The Taliban had ordered the destruction of the statues despite earlier repeated assurances from Omar that he would protect Afghanistan's rich cultural heritage.

The movement, which aims to create what it sees as the world's purest Islamic state, has never explained why it reneged on those previous pledges.

But experts in Afghan culture had remained sceptical since the Taliban began their rise to power in 1994, noting continuous reports of statues being vandalised across the Taliban-held areas.

NATIONAL MUSEUM

Last week, the Taliban opened the National Museum to reporters for the first time since last August, proving they had carried out their pledge to also destroy all statues in the country's main collection. Taliban zealots had even chiselled away the heads of birds carved on a wooden screen in the museum.

The movement had spurned a number of U.N. envoys and rejected foreign offers to find a way to save Afghanistan's heritage without violating the Taliban's iconoclastic policy.

The Taliban, which sprung from religious schools in Pakistan, believe it is their religious duty to eliminate all portrayals of animate objects -- an extreme interpretation that has drawn objections from across the Muslim world.

"Now Bamiyan is an Islamic province of Afghanistan," the Taliban official explained in Bamiyan, which looked deserted except for a few Taliban fighters and a handful of residents.

Journalists had repeatedly been blocked from seeing the destruction of the Buddha statues, which visitors from the region had said was overseen by the defence minister.

Even after television footage emerged of the moment that explosions were detonated in the statues, which could only have been managed with Taliban complicity, officials had refused permission to visit. A promised flight last Saturday was cancelled on grounds the runway was damaged.

However, there may also have been security concerns. The Taliban's opposition said on Sunday it had resumed attacks in the Bamiyan region, which has traded hands several times in the past three months.

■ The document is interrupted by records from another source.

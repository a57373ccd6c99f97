use serde::{Deserialize, Serialize};
use std::collections::BTreeMap;
use std::fmt;

/// Categorization of application errors.
#[derive(Debug, Clone, Copy, Serialize, Deserialize, PartialEq, Eq)]
pub enum AppErrorKind {
    BadRequest,
    ValidationError,
}

impl fmt::Display for AppErrorKind {
    fn fmt(&self, f: &mut fmt::Formatter<'_>) -> fmt::Result {
        match self {
            AppErrorKind::BadRequest => write!(f, "BadRequest"),
            AppErrorKind::ValidationError => write!(f, "ValidationError"),
        }
    }
}

/// Structured application error shared by the form core and the UI.
///
/// `field_errors` is keyed by form field name (`origin`, `return_date`, ...)
/// and ordered so the first message shown to a user is stable.
#[derive(Debug, Clone, Serialize, Deserialize, PartialEq)]
pub struct AppError {
    pub kind: AppErrorKind,
    pub message: String,
    #[serde(default, skip_serializing_if = "BTreeMap::is_empty")]
    pub field_errors: BTreeMap<String, String>,
}

impl AppError {
    pub fn bad_request(message: impl Into<String>) -> Self {
        Self {
            kind: AppErrorKind::BadRequest,
            message: message.into(),
            field_errors: BTreeMap::new(),
        }
    }

    pub fn validation(message: impl Into<String>, field_errors: BTreeMap<String, String>) -> Self {
        Self {
            kind: AppErrorKind::ValidationError,
            message: message.into(),
            field_errors,
        }
    }

    /// Validation error carrying a single field message.
    pub fn field(field: &str, message: impl Into<String>) -> Self {
        let message = message.into();
        let mut field_errors = BTreeMap::new();
        field_errors.insert(field.to_string(), message.clone());
        Self::validation(message, field_errors)
    }

    /// Message for a single field, if that field failed validation.
    pub fn field_error(&self, field: &str) -> Option<&str> {
        self.field_errors.get(field).map(String::as_str)
    }

    /// Text suitable for a toast.
    ///
    /// Validation errors surface their first field message; anything else
    /// falls back to the top-level message, or a generic one when empty.
    pub fn friendly_message(&self) -> String {
        if let Some(first) = self.field_errors.values().next() {
            return first.clone();
        }
        if self.message.is_empty() {
            "Something went wrong. Please try again.".to_string()
        } else {
            self.message.clone()
        }
    }
}

impl fmt::Display for AppError {
    fn fmt(&self, f: &mut fmt::Formatter<'_>) -> fmt::Result {
        write!(f, "{}: {}", self.kind, self.message)
    }
}

impl std::error::Error for AppError {}

impl From<toml::de::Error> for AppError {
    fn from(err: toml::de::Error) -> Self {
        AppError::bad_request(format!("Invalid site config: {}", err.message()))
    }
}

#[cfg(test)]
mod tests {
    use super::*;

    #[test]
    fn field_error_has_validation_kind() {
        let err = AppError::field("origin", "Enter a pickup location");
        assert_eq!(err.kind, AppErrorKind::ValidationError);
        assert_eq!(err.field_error("origin"), Some("Enter a pickup location"));
        assert_eq!(err.field_error("destination"), None);
    }

    #[test]
    fn friendly_message_prefers_first_field_message() {
        let mut fields = BTreeMap::new();
        fields.insert("origin".to_string(), "Enter a pickup location".to_string());
        fields.insert("destination".to_string(), "Enter a drop-off location".to_string());
        let err = AppError::validation("Search is incomplete", fields);
        // BTreeMap orders "destination" before "origin"
        assert_eq!(err.friendly_message(), "Enter a drop-off location");
    }

    #[test]
    fn friendly_message_falls_back_to_message() {
        let err = AppError::bad_request("Invalid site config: expected a value");
        assert_eq!(err.friendly_message(), "Invalid site config: expected a value");
    }

    #[test]
    fn friendly_message_generic_when_empty() {
        assert_eq!(
            AppError::bad_request("").friendly_message(),
            "Something went wrong. Please try again."
        );
    }

    #[test]
    fn display_impl_formats_correctly() {
        let err = AppError::bad_request("bad input");
        assert_eq!(format!("{}", err), "BadRequest: bad input");
    }

    #[test]
    fn toml_error_converts_to_bad_request() {
        let parse = toml::from_str::<toml::Value>("brand = ").unwrap_err();
        let err = AppError::from(parse);
        assert_eq!(err.kind, AppErrorKind::BadRequest);
        assert!(err.message.starts_with("Invalid site config"));
    }

    #[test]
    fn error_roundtrip_through_json() {
        let err = AppError::field("return_date", "Return must be on or after departure");
        let json = serde_json::to_string(&err).unwrap();
        let parsed: AppError = serde_json::from_str(&json).unwrap();
        assert_eq!(err, parsed);
    }
}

-- Lars (larsguy@yahoo.com), March 26, 2001

Answers

The Taliban obvously relishes the publicity. I say, let them go cold turkey on outraged western news coverage for a year or so. And, by the bye, let's get the UN-member countries to stop trading with them. That wouold hurt lots more.

-- Little Nipper (canis@minor.net), March 26, 2001.

Not wrong Nipper cept for the "stop trading with them" part. Better to get eveybody out of that country that wants to come. Sanctions hurt everybody still there and before that lets remove and care for the refugees. Once these innocents are out then wall 'em and let 'em eat the rubble they've made. Even the Pakistanis would go for that specially if lots of the refugees show up on their turf and more especially if they get a western nod for their trouble.

That felt good, but then if we did that the Iranians would show up and given the military help they're getting from Russia (and the Chinese) we might be better off with a bunch of mindless statue bashers.

Gets complicated don't it?

-- Carlos (riffraff@cybertime.net), March 27, 2001.


I don't see what the problem is; they were just following regulations.